After establishing the standard CAGE-Proxvivo workflow, the authors applied it to targeted protein delivery and activation therapy. First, the authors ingeniously designed dual control of targeted delivery and chemical activation, constructing a "protein prodrug" system. Using targeted delivery, they achieved controlled, in situ activation of anthrax lethal factor, effectively inhibiting the growth of solid tumors. Building on this, the authors successfully achieved controlled-specific induction of pyroptosis within tumors using the CAGE-Proxvivo strategy. Pyroptosis, an inflammatory form of cell death mediated by Caspase, has attracted significant attention due to its potential to activate immune responses. Although traditional chemotherapeutic drugs can induce pyroptosis, tumor-specific induction of pyroptosis faces significant challenges due to low GSDME expression in many tumor cells. The CAGE-Proxvivo technology triggered Caspase-3-dependent GSDME cleavage in mouse lung cancer cells, inducing pyroptosis and triggering immune killing, effectively inhibiting the growth of secondary tumors. The authors further expanded the application range of this strategy, demonstrating the potential of pyroptosis-mediated immunotherapy in various tumor cells.

In addition, by improving the computational modeling process, the authors extended the "chemical switch" from enzyme active pockets to protein interaction interfaces, achieving precise regulation of protein-protein interactions, and developed bioorthogonal "gated" bispecific antibodies for tumor immunotherapy. In this application, the authors genetically encoded TCOY into an anti-CD3 antibody (aCD3) and combined it with a tumor-targeting module to construct a "switchable" T cell engager (TCE) with conditional activation capability. Subsequently, they restored T cell activity through in vivo bioorthogonal cleavage technology, precisely activating T cells at tumor sites, effectively avoiding systemic cytokine release syndrome (CRS) and its induced toxic reactions, and improving treatment safety. This provides a new approach to convert immunogenically "cold" tumors into highly immunogenic "hot" tumors in solid tumor immunotherapy.

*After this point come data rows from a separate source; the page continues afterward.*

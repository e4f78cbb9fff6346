/// Status Register 1, as returned by the 05h Read Status instruction.
#[derive(Copy, Clone, Debug, PartialEq, Eq)]
pub struct StatusRegister1(pub u8);

impl StatusRegister1 {
    /// Get BUSY bit, set while an erase or program is in progress.
    #[inline(always)]
    pub fn get_busy(&self) -> bool {
        self.0 & 0b0000_0001 != 0
    }

    /// Get WEL (write enable latch) bit.
    #[inline(always)]
    pub fn get_wel(&self) -> bool {
        self.0 & 0b0000_0010 != 0
    }
}

#[test]
fn test_status_register1() {
    assert!(StatusRegister1(0x01).get_busy());
    assert!(!StatusRegister1(0x02).get_busy());
    assert!(StatusRegister1(0x02).get_wel());
    assert!(!StatusRegister1(0xFD).get_wel());
}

Beyond TCOY, the authors successfully evolved PylRS variants capable of recognizing trans-cyclooctene-cysteine (TCOC) based on a unified machine learning model. Using the CAGE-Proxvivo strategy, they achieved controlled chemical masking of cysteine and precise regulation of protein functions in vivo. This research further demonstrates the effectiveness and universality of the hybrid strategy combining protein language models and structural modeling features in expanding substrate spectra, holding promise for achieving masking-uncaging of more natural amino acids and establishing a universal platform for precise manipulation of biomacromolecule functions and life processes in vivo.

Chen Peng and Wang Chu are the co-corresponding authors of this paper. Wang Xin, a graduated doctoral student from the Academy for Advanced Interdisciplinary Studies at Peking University (currently a postdoctoral fellow at Shenzhen Bay Laboratory), and Liu Yuan, an associate researcher at the College of Chemistry and Molecular Engineering at Peking University, are the co-first authors. This work was supported by projects from the Ministry of Science and Technology, the National Natural Science Foundation of China, the Beijing National Laboratory for Molecular Sciences, the New Cornerstone Foundation, and Peking University AI4S.